Don’t worry, we have you covered, here are the reasons behind painful periods, the

symptoms that you may experience and a few remedies you can try to ease discomfort.


What Is Dysmenorrhea?

Painful periods, also known as Dysmenorrhea are extremely common with around 84% of women experiencing them. Now, for years it has been hushed away and women were often

told to ‘get on with it’. However, a recent survey has revealed 1 in 7 women will report

missing work due to period discomfort. Therefore, it is not something to be hushed!


Before we get started, there are two types of dysmenorrhea:


1. Primary dysmenorrhea

This is due to no exact cause. It is usually thought to be brought on by a release of a hormone – prostaglandins.


2. Secondary dysmenorrhea

As you guessed it, it is secondary to another cause. This could be endometriosis, polycystic ovaries syndrome (PCOS), adenomyosis, fibroids, pelvic inflammatory disease and many more.

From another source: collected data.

// Copyright (C) 2026  Caprica Software Limited
//
// This program is free software: you can redistribute it and/or modify
// it under the terms of the GNU General Public License as published by
// the Free Software Foundation, either version 3 of the License, or
// (at your option) any later version.
//
// This program is distributed in the hope that it will be useful,
// but WITHOUT ANY WARRANTY; without even the implied warranty of
// MERCHANTABILITY or FITNESS FOR A PARTICULAR PURPOSE.  See the
// GNU General Public License for more details.
//
// You should have received a copy of the GNU General Public License
// along with this program.  If not, see <https://www.gnu.org/licenses/>.

//! User interface rendering logic.
//!
//! This module handles the translation of the [`App`] state into visual
//! widgets using the `ratatui` framework. It is responsible for layout
//! management, widget styling, and terminal frame composition.
//!
//! # Rendering Pipeline
//!
//! The primary entry point is the [`draw`] function, which is called on every
//! terminal tick or state change to provide a reactive user interface.

mod commander;
mod grid;
mod icons;
mod player;
mod playlist;
mod queue;

use ratatui::{
    Frame,
    layout::{Constraint, Direction, Flex, Layout, Rect},
};

use crate::{
    app::App,
    render::{
        commander::draw_commander, grid::draw_grid, player::draw_player, playlist::draw_playlist,
        queue::draw_queue,
    },
    theme::Theme,
    views::ActiveView,
};

pub trait Render {
    fn draw(&mut self, f: &mut Frame, area: Rect, theme: &Theme);
}

/// Renders the user interface to the terminal frame.
///
/// The screen is split into the active view, an optional queue panel to the
/// right of it, the player bar and the command line. Any open modal is drawn
/// last so it sits on top of the active view.
pub fn draw(f: &mut Frame, app: &mut App) {
    let area = f.area();

    // Outer layout: main, player, footer
    let outer = Layout::default()
        .direction(Direction::Vertical)
        .constraints([
            Constraint::Min(0),
            Constraint::Length(7),
            Constraint::Length(1),
        ])
        .split(area);

    let queue_width = if app.session.is_expanded() { 40 } else { 0 };

    // Main layout: content, queue
    let main = Layout::default()
        .direction(Direction::Horizontal)
        .constraints([Constraint::Min(0), Constraint::Length(queue_width)])
        .split(outer[0]);

    let theme = app.theme;

    match app.views.active_mut() {
        Some(ActiveView::Grid(grid)) => {
            draw_grid(f, main[0], grid, &theme);
            if let Some(modal) = grid.modal_mut() {
                modal.draw(f, main[0], &theme);
            }
        }
        Some(ActiveView::Playlist(playlist)) => {
            draw_playlist(f, main[0], playlist, &theme);
            if let Some(modal) = playlist.modal_mut() {
                modal.draw(f, main[0], &theme);
            }
        }
        None => {}
    }

    if app.session.is_expanded() {
        draw_queue(f, main[1], &app.session, &theme);
    }

    draw_player(f, outer[1], app);

    draw_commander(f, outer[2], app);
}

/// Returns a `width` by `height` area centred within `area`.
pub(crate) fn centered(area: Rect, width: u16, height: u16) -> Rect {
    let [row] = Layout::vertical([Constraint::Length(height)])
        .flex(Flex::Center)
        .areas(area);
    let [popup] = Layout::horizontal([Constraint::Length(width)])
        .flex(Flex::Center)
        .areas(row);
    popup
}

Now we’ve covered the cause of dysmenorrhea, what may you experience?

Well first of is lower abdominal pain, unfortunately this can be also felt in the lower back,

hips, and thighs. In addition, this pain may be exacerbated on activities such as going to the

toilet or during intercourse. Some women report nausea and vomiting, fatigue, heavy

menses, constipation or diarrhoea, bloating, loss of appetite and mood disturbances. Now

this may sound like your average period, right? Well, it only becomes a problem if it

prevents you from doing activates such as school, work, or social events. Whenever this is

the case, it is important to get in touch with your GP.


You might be wondering, who is likely to experience dysmenorrhea? Multiple teams of

researchers over the years have confirmed starting your menstrual cycle early, family history

of dysmenorrhea, having no children, stress, and heavy bleeding. There are inconclusive

reports that dietary habits, obesity, depression, and abuse may also lead to dysmenorrhea.


So, what are your options?

You could speak to your GP about your concerns – and this is very important to do so.


However, in the meantime, you could try the following:


- Supplementation: vitamin E, thiamine (Vitamin B1), magnesium and omega 3.


- Exercise: brisk walking and swimming have been known to relieve symptoms.


- Osteopathy: there have been multiple reports in the way your spine curves influence

the severity of pain, so visiting an osteopath can help correct those dysfunctions to

relieve pain.


- Heat: the signals of temperature change reach the brain faster than pain, placing a

hot water bottle on your abdomen may help to reduce cramping severity.


- Herbs: adding ginger to your diet can be very useful for menstrual cramping.


- Avoid: spicy foods, alcohol, tobacco, and caffeine.